De forma diferente do que se poderia esperar em relação a uma possível ampliação da liberdade de expressão e da diversidade de ideias, bem como em termos de cidadania e democracia, as TICs restringiram as relações pessoais, ampliando a mediação enviesada dos robôs. Um “efeito rede”, conveniado ao big data, favorece a concentração de acessos em algumas plataformas, nas quais a quantidade de interações equivale ao valor de mercado dessas empresas.

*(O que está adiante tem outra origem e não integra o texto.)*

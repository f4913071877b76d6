//! Gateway connection settings.
//!
//! The base URL can come from config.toml or the `CLINIC_API_URL` environment variable
//! (environment wins). The bearer token is only ever read from `CLINIC_API_TOKEN` so it
//! never has to live in a checked-in file.

use serde::Deserialize;
use std::time::Duration;

/// Environment variable overriding the API base URL.
pub const API_URL_ENV: &str = "CLINIC_API_URL";
/// Environment variable holding the bearer token.
pub const API_TOKEN_ENV: &str = "CLINIC_API_TOKEN";

const DEFAULT_BASE_URL: &str = "http://localhost:5000/api";
const DEFAULT_TIMEOUT_SECS: u64 = 30;

/// How to reach the clinic API.
#[derive(Debug, Clone, PartialEq, Eq, Deserialize)]
#[serde(default)]
pub struct GatewayConfig {
    /// Base URL, without a trailing slash
    pub base_url: String,
    /// Per-request timeout in seconds
    pub timeout_secs: u64,
    /// Bearer token for authenticated endpoints
    #[serde(skip)]
    pub token: Option<String>,
}

impl Default for GatewayConfig {
    fn default() -> Self {
        Self {
            base_url: DEFAULT_BASE_URL.to_string(),
            timeout_secs: DEFAULT_TIMEOUT_SECS,
            token: None,
        }
    }
}

impl GatewayConfig {
    /// Request timeout as a [`Duration`].
    #[must_use]
    pub const fn timeout(&self) -> Duration {
        Duration::from_secs(self.timeout_secs)
    }

    /// Applies explicit overrides. Blank values are ignored.
    #[must_use]
    pub fn with_overrides(mut self, base_url: Option<String>, token: Option<String>) -> Self {
        if let Some(url) = base_url.filter(|u| !u.trim().is_empty()) {
            self.base_url = url;
        }
        if let Some(token) = token.filter(|t| !t.trim().is_empty()) {
            self.token = Some(token);
        }
        self.base_url = self.base_url.trim_end_matches('/').to_string();
        self
    }

    /// Applies `CLINIC_API_URL` and `CLINIC_API_TOKEN` from the environment.
    #[must_use]
    pub fn with_env_overrides(self) -> Self {
        self.with_overrides(
            std::env::var(API_URL_ENV).ok(),
            std::env::var(API_TOKEN_ENV).ok(),
        )
    }
}
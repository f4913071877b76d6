//! API gateway seam.
//!
//! The [`Gateway`] trait is the only way the synchronization layer talks to the server.
//! Implementations own transport concerns (auth headers, timeouts, retries); the
//! coordinator only sees resolved results.

/// `reqwest`-backed gateway for the clinic REST API
pub mod http;

pub use http::HttpGateway;

use crate::errors::Result;
use crate::models::{
    Appointment, AppointmentFilter, AppointmentId, AppointmentPage, AppointmentPatch,
    DashboardPayload, Doctor, DoctorFilter, EarningsBucket, Profile, ProfileUpdate, Review,
};
use async_trait::async_trait;

/// Asynchronous access to the clinic API.
#[async_trait]
pub trait Gateway: Send + Sync {
    /// `GET /doctors/dashboard`
    async fn fetch_dashboard(&self) -> Result<DashboardPayload>;

    /// `GET /doctors/appointments?status=&page=`
    async fn fetch_appointments(&self, filter: &AppointmentFilter) -> Result<AppointmentPage>;

    /// `GET /doctors/appointments/{id}`
    async fn fetch_appointment(&self, id: &AppointmentId) -> Result<Appointment>;

    /// `PUT /doctors/appointments/{id}`
    async fn update_appointment(
        &self,
        id: &AppointmentId,
        patch: &AppointmentPatch,
    ) -> Result<Appointment>;

    /// `PUT /doctors/profile`
    async fn update_profile(&self, update: &ProfileUpdate) -> Result<Profile>;

    /// `GET /doctors/earnings`
    async fn fetch_earnings(&self) -> Result<Vec<EarningsBucket>>;

    /// `GET /doctors/reviews`
    async fn fetch_reviews(&self) -> Result<Vec<Review>>;

    /// `GET /users/doctors?{filters}`, unauthenticated
    async fn search_doctors(&self, filter: &DoctorFilter) -> Result<Vec<Doctor>>;
}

Segundo Marcos Dantas, “a internet permite ao capital individualizar o consumidor e dele extrair toda a informação-valor que puder, levando a um limite nuclear a fragmentação social e a concomitante exclusão”[v]. Por outro lado, a rede digital “concretizou novas possibilidades no que se refere à circulação global de informações, garantindo maior velocidade aos fluxos”[vi]. Apesar dos tentáculos das corporações, a apropriação integral das tecnologias abre espaços alternativos para a produção de uma educação e comunicação livres e abertas nos aspectos político, técnico e narrativo.
Alternativas para a democratização da comunicação na educação
No Brasil, apesar dos avanços em relação aos direitos digitais a partir do Marco Civil da Internet (2014) e da Lei Geral de Proteção de Dados (2018), algumas garantias legais ainda não são aplicadas, seja por falta de acúmulo jurídico ou mesmo por vontade das empresas e dos governos[vii]. Enquanto entrega a infraestrutura e os serviços públicos às corporações estrangeiras, o Estado falha na universalização do acesso à internet e à educação.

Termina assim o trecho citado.